We have seen some improvements in this area in recent years, particularly in the inclusion of patients and carers in developing cancer research. In my experience, these are motivated, caring individuals who are, more often than not, supportive of the research we do. But researchers need to be wary that we do not simply invite those whose voices we wish to hear – we must also include those who dissent with our views and challenge our research.
Clinical trials tend to be designed around what we as researchers want to know, not always what patients need. I remember an impassioned plea for improved innovative trials from a woman who had lost her husband to melanoma. Even though they didn’t end up receiving the standard chemotherapy treatment (the control arm), her fear of her husband being selected for standard chemotherapy was so overwhelming it was now all she could remember. Can we focus our energy on making our trials better, switch up the design?

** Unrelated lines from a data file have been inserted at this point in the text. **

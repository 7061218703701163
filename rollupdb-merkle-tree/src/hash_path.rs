use crate::{
    HASH_SIZE, Hash, MerkleTreeError,
    codec::{deserialize_array_from_vector, serialize_buffer_array_to_vector},
    hasher::TreeHasher,
};

const PAIR_LEN: usize = 2 * HASH_SIZE;

/// Sibling pairs from a leaf up to the root.
///
/// Entry `i` holds the two children of the node at height `i + 1` on the path,
/// so entry 0 is the leaf pair and the last entry the pair right below the
/// root.
#[derive(Debug, Clone, Default, PartialEq, Eq)]
pub struct HashPath {
    pairs: Vec<(Hash, Hash)>,
}

impl HashPath {
    /// Build a path from leaf-to-root pairs.
    pub fn new(pairs: Vec<(Hash, Hash)>) -> Self {
        HashPath { pairs }
    }

    /// Leaf-to-root pairs.
    pub fn pairs(&self) -> &[(Hash, Hash)] {
        &self.pairs
    }

    /// Consume the path into its pairs.
    pub fn into_pairs(self) -> Vec<(Hash, Hash)> {
        self.pairs
    }

    /// Number of levels.
    pub fn len(&self) -> usize {
        self.pairs.len()
    }

    /// `true` for a path with no levels.
    pub fn is_empty(&self) -> bool {
        self.pairs.is_empty()
    }

    /// Encode as a length-prefixed vector of `left || right` elements.
    pub fn encode(&self) -> Vec<u8> {
        let elements: Vec<[u8; PAIR_LEN]> = self
            .pairs
            .iter()
            .map(|(left, right)| {
                let mut element = [0u8; PAIR_LEN];
                element[..HASH_SIZE].copy_from_slice(left);
                element[HASH_SIZE..].copy_from_slice(right);
                element
            })
            .collect();
        serialize_buffer_array_to_vector(&elements)
    }

    /// Decode a path from the start of `buf`, returning it with the number of
    /// bytes consumed so further values can be read after it.
    pub fn decode(buf: &[u8]) -> Result<(Self, usize), MerkleTreeError> {
        let (pairs, consumed) = deserialize_array_from_vector(buf, PAIR_LEN, |element| {
            let mut left = [0u8; HASH_SIZE];
            let mut right = [0u8; HASH_SIZE];
            left.copy_from_slice(&element[..HASH_SIZE]);
            right.copy_from_slice(&element[HASH_SIZE..]);
            (left, right)
        })?;
        Ok((HashPath { pairs }, consumed))
    }

    /// Fold the path from `leaf_hash` at `index` up to the root it commits to.
    ///
    /// Returns `None` if some level does not contain the running hash on the
    /// side selected by `index`.
    pub fn root_from_leaf<H: TreeHasher>(
        &self,
        hasher: &H,
        index: u64,
        leaf_hash: Hash,
    ) -> Option<Hash> {
        let mut current = leaf_hash;
        for (level, (left, right)) in self.pairs.iter().enumerate() {
            let on_right = (index >> level) & 1 == 1;
            let expected = if on_right { right } else { left };
            if *expected != current {
                return None;
            }
            current = hasher.compress(left, right);
        }
        Some(current)
    }
}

And of course, the trials are often funded by pharmaceutical companies, who want to show their drug in the best light. Today, many of our patients are too old for clinical trials, with the result that trials don’t necessarily reflect the real world of clinical treatment. In addition, several pharmaceutical companies can chase the same target, each hoping theirs is “the best”. This can saturate the market with “me too” drugs and stifle real innovation. The pharmaceutical industry has an important role to play, and they often play it well, of driving new treatments forward. But their need to keep an eye on the bottom line can be a distraction from the patient-centred research we need.
So what are some ways forward? We need a shift in research, away from a drug-focused approach to a more patient-focused approach, enshrining quality of life as a key outcome in clinical trials, ensuring we don’t accept inferior measurements of clinical benefit to approve a treatment. Most importantly, we need to value patients and carers as key partners in the progression of research.
By turning to those experiencing cancer treatment for the next big research questions and listening carefully to their answers, we can ensure those funding and performing research don’t get lost in a science maze, but have a clear view of the patient with every experiment.